▶ _Work to be completed_: Repeat the lines of the data exactly, from the first one through the one that contains "pub fn classify(identifiers: &[Identifier])".

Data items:
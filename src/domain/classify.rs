//! Adjacency classification of a sorted identifier sequence.

use crate::domain::identifier::Identifier;

/// Role of one identifier in the sorted sequence, decided by its successor.
#[derive(Debug, Clone, Copy, PartialEq, Eq)]
pub enum Classification {
    /// Equal to its successor; the later instance carries the information.
    Duplicate,
    /// Its successor is a dotted descendant; declared as `self` of a module.
    Parent,
    /// No descendant follows; declared directly.
    Leaf,
}

/// An identifier together with its classification.
#[derive(Debug, Clone, PartialEq, Eq)]
pub struct Classified {
    pub identifier: Identifier,
    pub class: Classification,
}

/// Counts per classification, for reporting.
#[derive(Debug, Clone, Copy, Default, PartialEq, Eq)]
pub struct ClassificationStats {
    pub leaves: usize,
    pub parents: usize,
    pub duplicates: usize,
}

/// Classify each identifier against its successor in a single forward pass.
///
/// The input must be sorted lexicographically; it is not modified. The last
/// element has no successor and is always a `Leaf`.
pub fn classify(identifiers: &[Identifier]) -> Vec<Classified> {
    let successors = identifiers.iter().skip(1).map(Some).chain(std::iter::once(None));

    identifiers
        .iter()
        .zip(successors)
        .map(|(current, next)| {
            let class = match next {
                Some(next) if next == current => Classification::Duplicate,
                Some(next) if current.is_parent_of(next) => Classification::Parent,
                _ => Classification::Leaf,
            };
            Classified {
                identifier: current.clone(),
                class,
            }
        })
        .collect()
}

impl ClassificationStats {
    pub fn from_classified(classified: &[Classified]) -> Self {
        classified
            .iter()
            .fold(Self::default(), |mut stats, item| {
                match item.class {
                    Classification::Leaf => stats.leaves += 1,
                    Classification::Parent => stats.parents += 1,
                    Classification::Duplicate => stats.duplicates += 1,
                }
                stats
            })
    }
}
//! End-to-end tests for GenerateService against temporary projects.
//!
//! Discovery is simulated with `sh -c "printf ..."` or a script under
//! `utils/`; the formatter with `true`/`false`.

#![cfg(unix)]

use std::fs;
use std::os::unix::fs::PermissionsExt;
use std::path::Path;

use tempfile::TempDir;

use protomods::application::services::{FormatOutcome, GenerateOptions};
use protomods::application::ApplicationError;
use protomods::config::Settings;
use protomods::domain::DomainError;
use protomods::infrastructure::di::ServiceContainer;
use protomods::util::testing;

const ROWS: &str = "\
google.rpc proto/google/rpc/status.proto
google.rpc.context proto/google/rpc/context/attribute_context.proto
grafana.v1 proto/grafana/v1/dashboard.proto
grafana.v1 proto/grafana/v1/folder.proto
noise.v1 proto/noise/v1/noise.proto
";

/// Settings with discovery printing `rows` and a no-op formatter.
fn settings_with_rows(rows: &str) -> Settings {
    let mut settings = Settings::default();
    settings.exclude = vec!["noise.v1".to_string()];
    settings.discovery.command = "sh".to_string();
    settings.discovery.args = vec!["-c".to_string(), format!("printf '%s' '{rows}'")];
    settings.formatter.command = "true".to_string();
    settings.formatter.args = vec![];
    settings
}

fn generate(
    project: &Path,
    settings: Settings,
    options: GenerateOptions,
) -> Result<protomods::application::services::GenerateReport, ApplicationError> {
    ServiceContainer::new(settings)
        .generate_service()
        .generate(project, options)
}

#[test]
fn given_discovered_packages_when_generating_then_writes_both_artifacts() {
    testing::init_test_setup();
    let temp = TempDir::new().unwrap();

    let report = generate(
        temp.path(),
        settings_with_rows(ROWS),
        GenerateOptions::default(),
    )
    .unwrap();

    assert_eq!(report.rows, 5);
    assert_eq!(report.excluded, 1);
    assert_eq!(report.format, FormatOutcome::Formatted);

    let lib = fs::read_to_string(temp.path().join("src/lib.rs")).unwrap();
    let expected = "\
// This file is @generated by protomods. Do not edit.

pub mod google {
    pub mod rpc {
        pub mod context {
            tonic::include_proto!(\"google.rpc.context\");
        }
        tonic::include_proto!(\"google.rpc\");
    }
}

pub mod grafana {
    pub mod v1 {
        tonic::include_proto!(\"grafana.v1\");
    }
}
";
    assert_eq!(lib, expected);

    let build = fs::read_to_string(temp.path().join("build.rs")).unwrap();
    // Every row's path survives, including excluded and duplicated packages
    for path in [
        "proto/google/rpc/status.proto",
        "proto/grafana/v1/dashboard.proto",
        "proto/grafana/v1/folder.proto",
        "proto/noise/v1/noise.proto",
    ] {
        assert!(build.contains(&format!("\"{path}\",")), "missing {path}");
    }
    assert!(build.find("dashboard").unwrap() < build.find("folder").unwrap());
}

#[test]
fn given_unchanged_discovery_when_generating_twice_then_output_is_identical() {
    let temp = TempDir::new().unwrap();

    generate(temp.path(), settings_with_rows(ROWS), GenerateOptions::default()).unwrap();
    let first_lib = fs::read(temp.path().join("src/lib.rs")).unwrap();
    let first_build = fs::read(temp.path().join("build.rs")).unwrap();

    generate(temp.path(), settings_with_rows(ROWS), GenerateOptions::default()).unwrap();

    assert_eq!(fs::read(temp.path().join("src/lib.rs")).unwrap(), first_lib);
    assert_eq!(fs::read(temp.path().join("build.rs")).unwrap(), first_build);
}

#[test]
fn given_dry_run_when_generating_then_nothing_is_written() {
    let temp = TempDir::new().unwrap();

    let report = generate(
        temp.path(),
        settings_with_rows(ROWS),
        GenerateOptions {
            dry_run: true,
            format: true,
        },
    )
    .unwrap();

    assert!(report.written.is_empty());
    assert_eq!(report.format, FormatOutcome::Skipped);
    assert!(report.artifacts.namespace.content.contains("pub mod google"));
    assert!(!temp.path().join("src").exists());
    assert!(!temp.path().join("build.rs").exists());
}

#[test]
fn given_missing_denylist_entry_when_generating_then_aborts_before_writing() {
    let temp = TempDir::new().unwrap();
    let mut settings = settings_with_rows(ROWS);
    settings.exclude = vec!["google.firebase.fcm.connection.v1alpha1".to_string()];

    let err = generate(temp.path(), settings, GenerateOptions::default()).unwrap_err();

    assert!(matches!(
        err,
        ApplicationError::Domain(DomainError::ExcludedPackageMissing(_))
    ));
    assert!(!temp.path().join("src/lib.rs").exists());
    assert!(!temp.path().join("build.rs").exists());
}

#[test]
fn given_existing_artifacts_when_discovery_fails_then_they_are_untouched() {
    let temp = TempDir::new().unwrap();
    fs::create_dir_all(temp.path().join("src")).unwrap();
    fs::write(temp.path().join("src/lib.rs"), "// previous\n").unwrap();

    let mut settings = settings_with_rows(ROWS);
    settings.discovery.args = vec!["-c".to_string(), "echo broken >&2; exit 3".to_string()];

    let err = generate(temp.path(), settings, GenerateOptions::default()).unwrap_err();

    assert!(matches!(
        err,
        ApplicationError::Discovery {
            exit_code: Some(3),
            ..
        }
    ));
    assert!(err.to_string().contains("broken"), "unexpected error: {err}");
    assert_eq!(
        fs::read_to_string(temp.path().join("src/lib.rs")).unwrap(),
        "// previous\n"
    );
}

#[test]
fn given_malformed_row_when_generating_then_fails_with_data_error() {
    let temp = TempDir::new().unwrap();
    let settings = settings_with_rows("noise.v1 proto/noise.proto\nbroken\n");

    let err = generate(temp.path(), settings, GenerateOptions::default()).unwrap_err();

    assert!(matches!(
        err,
        ApplicationError::Domain(DomainError::MalformedRow { line: 2, .. })
    ));
}

#[test]
fn given_failing_formatter_when_generating_then_artifacts_are_kept() {
    let temp = TempDir::new().unwrap();
    let mut settings = settings_with_rows(ROWS);
    settings.formatter.command = "false".to_string();

    let report = generate(temp.path(), settings, GenerateOptions::default()).unwrap();

    assert!(matches!(report.format, FormatOutcome::Failed(_)));
    assert!(temp.path().join("src/lib.rs").exists());
    assert!(temp.path().join("build.rs").exists());
}

#[test]
fn given_formatter_disabled_when_generating_then_skipped() {
    let temp = TempDir::new().unwrap();
    let mut settings = settings_with_rows(ROWS);
    settings.formatter.enabled = false;

    let report = generate(temp.path(), settings, GenerateOptions::default()).unwrap();

    assert_eq!(report.format, FormatOutcome::Skipped);
}

#[test]
fn given_nested_output_location_when_generating_then_creates_directories() {
    let temp = TempDir::new().unwrap();
    let mut settings = settings_with_rows(ROWS);
    settings.output.namespace_file = "gen/rust/src/lib.rs".into();

    generate(temp.path(), settings, GenerateOptions::default()).unwrap();

    assert!(temp.path().join("gen/rust/src/lib.rs").is_file());
}

#[test]
fn given_unknown_template_when_generating_then_render_error() {
    let temp = TempDir::new().unwrap();
    let mut settings = settings_with_rows(ROWS);
    settings.templates.namespace = "mod.rs".to_string();

    let err = generate(temp.path(), settings, GenerateOptions::default()).unwrap_err();

    assert!(matches!(err, ApplicationError::Render { ref template, .. } if template == "mod.rs"));
    assert!(!temp.path().join("build.rs").exists());
}

#[test]
fn given_default_discovery_script_when_generating_then_runs_relative_to_project() {
    let temp = TempDir::new().unwrap();
    let script = temp.path().join("utils/services.sh");
    fs::create_dir_all(script.parent().unwrap()).unwrap();
    fs::write(
        &script,
        "#!/bin/sh\necho 'acme.billing.v1 proto/acme/billing/v1/billing.proto'\n",
    )
    .unwrap();
    fs::set_permissions(&script, fs::Permissions::from_mode(0o755)).unwrap();

    let mut settings = Settings::default();
    settings.exclude = vec![];
    settings.formatter.enabled = false;

    generate(temp.path(), settings, GenerateOptions::default()).unwrap();

    let lib = fs::read_to_string(temp.path().join("src/lib.rs")).unwrap();
    assert!(lib.contains("tonic::include_proto!(\"acme.billing.v1\");"));
}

▶ _Written response_:
filename src/domain/classify.rs
//! Adjacency classification of a sorted identifier sequence.

use crate::domain::identifier::Identifier;

/// Role of one identifier in the sorted sequence, decided by its successor.
#[derive(Debug, Clone, Copy, PartialEq, Eq)]
pub enum Classification {
    /// Equal to its successor; the later instance carries the information.
    Duplicate,
    /// Its successor is a dotted descendant; declared as `self` of a module.
    Parent,
    /// No descendant follows; declared directly.
    Leaf,
}

/// An identifier together with its classification.
#[derive(Debug, Clone, PartialEq, Eq)]
pub struct Classified {
    pub identifier: Identifier,
    pub class: Classification,
}

/// Counts per classification, for reporting.
#[derive(Debug, Clone, Copy, Default, PartialEq, Eq)]
pub struct ClassificationStats {
    pub leaves: usize,
    pub parents: usize,
    pub duplicates: usize,
}

/// Classify each identifier against its successor in a single forward pass.
///
/// The input must be sorted lexicographically; it is not modified. The last
/// element has no successor and is always a `Leaf`.
pub fn classify(identifiers: &[Identifier]) -> Vec<Classified> {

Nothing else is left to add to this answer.